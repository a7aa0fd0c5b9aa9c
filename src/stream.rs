//! Streaming orchestrator: ties the scheduler, planner, pipeline, runner,
//! hibernation, and checkpoints into the chunked execution loop.

use std::collections::{BTreeMap, VecDeque};
use std::sync::atomic::{AtomicBool, Ordering};
use std::sync::Arc;
use std::time::Duration;

use tempfile::TempDir;
use tracing::{debug, info, warn};

use crate::analyze::{Analyzer, ReportMap, StoreWriter};
use crate::checkpoint::{AggregatorSpillRef, CheckpointManager, StreamingState};
use crate::config::{EngineConfig, StreamingMode};
use crate::error::{EngineError, Result};
use crate::hibernate::{hibernate_and_boot, spill_if_over_budget, SpillGuard};
use crate::memory::{pressure_level, trim_native_allocator, MemorySnapshot, PressureLevel, RuntimeTuning};
use crate::model::{ChunkBounds, ObjectHash};
use crate::pipeline::uast::UastParser;
use crate::pipeline::{CommitStream, Coordinator, PipelineCaches, PipelineStats};
use crate::plan::budget::MAX_CHUNK;
use crate::plan::{
    compute_schedule, AdaptivePlanner, ChunkObservation, GrowthEstimates, PlannerStats, Schedule,
    ScheduleInputs,
};
use crate::repo::{Commit, CommitIter, LogOptions, Repository};
use crate::runner::Runner;

/// How long a stale prefetch is given to drain before being detached.
pub const PREFETCH_DRAIN_TIMEOUT: Duration = Duration::from_secs(30);

/// Per-run statistics surfaced next to the report map.
#[derive(Debug, Clone, Default)]
pub struct EngineStats {
    /// Adaptive planner figures.
    pub planner: PlannerStats,
    /// Pipeline stage timings and cache counters.
    pub pipeline: PipelineStats,
    /// Largest `max(heap, rss)` observed at a chunk boundary.
    pub peak_used_bytes: u64,
    /// Hibernation cycles performed.
    pub hibernation_cycles: u64,
    /// Chunks fully processed.
    pub chunks_processed: u64,
    /// Checkpoints written.
    pub checkpoints_saved: u64,
    /// TCs routed across the whole run.
    pub total_tcs: u64,
}

/// Final result of a run.
#[derive(Debug)]
pub struct RunOutcome {
    /// Per-analyzer reports. Empty (but present) in TC-sink mode.
    pub reports: ReportMap,
    /// Run statistics.
    pub stats: EngineStats,
}

/// Callback invoked after each completed chunk.
pub type ChunkHook = Box<dyn FnMut(&mut Runner, usize) -> Result<()> + Send>;

enum CommitSource {
    Materialized(Vec<Arc<dyn Commit>>),
    Forward {
        iter: Box<dyn CommitIter>,
        position: usize,
    },
}
//! Leaf worker pool for cpu-heavy analyzers.
//!
//! Each worker owns one fork of every cpu-heavy leaf plus a TC buffer per
//! leaf slot. Snapshots arrive round-robin by commit index; produced TCs
//! stay buffered in the worker until the chunk ends, when the main thread
//! drains them in a deterministic order.

use std::sync::mpsc::{self, Sender};
use std::thread::{self, JoinHandle};

use crate::analyze::Analyzer;
use crate::error::{EngineError, Result};
use crate::model::Tc;
use crate::runner::snapshot::PlumbingSnapshot;
use crate::runner::stamp_tc;

enum WorkerMsg {
    Consume(PlumbingSnapshot),
    Finish,
}

/// What a worker hands back at chunk end.
pub struct WorkerOutcome {
    /// The forks, in cpu-heavy slot order, ready to merge.
    pub forks: Vec<Box<dyn Analyzer>>,
    /// Buffered TCs per cpu-heavy slot, in observation order.
    pub buffers: Vec<Vec<Tc>>,
    /// First error the worker hit, if any.
    pub error: Option<EngineError>,
}

struct LeafWorker {
    sender: Sender<WorkerMsg>,
    handle: JoinHandle<WorkerOutcome>,
}

/// Pool of leaf workers for one chunk.
pub struct LeafWorkerPool {
    workers: Vec<LeafWorker>,
}

impl LeafWorkerPool {
    /// Spawn one worker per entry of `forks_per_worker`; each entry is the
    /// worker's private forks in cpu-heavy slot order.
    pub fn spawn(forks_per_worker: Vec<Vec<Box<dyn Analyzer>>>) -> Result<Self> {
        let mut workers = Vec::with_capacity(forks_per_worker.len());
        for (i, forks) in forks_per_worker.into_iter().enumerate() {
            let (sender, receiver) = mpsc::channel::<WorkerMsg>();
            let handle = thread::Builder::new()
                .name(format!("leaf-{i}"))
                .spawn(move || worker_loop(forks, receiver))?;
            workers.push(LeafWorker { sender, handle });
        }
        Ok(Self { workers })
    }

    /// Number of workers.
    pub fn len(&self) -> usize {
        self.workers.len()
    }

    /// True when the pool has no workers.
    pub fn is_empty(&self) -> bool {
        self.workers.is_empty()
    }

    /// Hand `snapshot` to the worker selected round-robin by commit index.
    pub fn dispatch(&self, snapshot: PlumbingSnapshot) -> Result<()> {
        let worker = &self.workers[snapshot.index % self.workers.len()];
        worker
            .sender
            .send(WorkerMsg::Consume(snapshot))
            .map_err(|_| EngineError::Corruption("leaf worker channel closed".into()))
    }

    /// Signal end-of-chunk and collect every worker's outcome in worker
    /// index order.
    pub fn finish(self) -> Result<Vec<WorkerOutcome>> {
        for worker in &self.workers {
            let _ = worker.sender.send(WorkerMsg::Finish);
        }
        let mut outcomes = Vec::with_capacity(self.workers.len());
        for worker in self.workers {
            let outcome = worker
                .handle
                .join()
                .map_err(|_| EngineError::Corruption("leaf worker panicked".into()))?;
            outcomes.push(outcome);
        }
        Ok(outcomes)
    }
}

fn worker_loop(
    mut forks: Vec<Box<dyn Analyzer>>,
    receiver: mpsc::Receiver<WorkerMsg>,
) -> WorkerOutcome {
    let mut buffers: Vec<Vec<Tc>> = forks.iter().map(|_| Vec::new()).collect();
    let mut error: Option<EngineError> = None;

    while let Ok(msg) = receiver.recv() {
        match msg {
            WorkerMsg::Consume(snapshot) => {
                // After an error, keep draining so the sender never blocks,
                // but do no further work. The first error wins.
                if error.is_none() {
                    for (slot, fork) in forks.iter_mut().enumerate() {
                        let mut ctx = crate::runner::ConsumeContext::for_leaf(
                            &snapshot.data,
                            snapshot.tick,
                            snapshot.author_id,
                        );
                        match fork.consume(&mut ctx) {
                            Ok(Some(mut tc)) => {
                                stamp_tc(&mut tc, &snapshot.data, snapshot.tick, snapshot.author_id);
                                if tc.payload.is_some() {
                                    buffers[slot].push(tc);
                                }
                            }
                            Ok(None) => {}
                            Err(e) => {
                                error = Some(EngineError::Analyzer {
                                    name: fork.name().to_owned(),
                                    source: Box::new(e),
                                });
                                break;
                            }
                        }
                    }
                }
                snapshot.release();
            }
            WorkerMsg::Finish => break,
        }
    }

    WorkerOutcome {
        forks,
        buffers,
        error,
    }
}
═══
## Task prompt
How many lines in the listing contain the word "match"? Answer with the count and nothing else.

## Answer section
2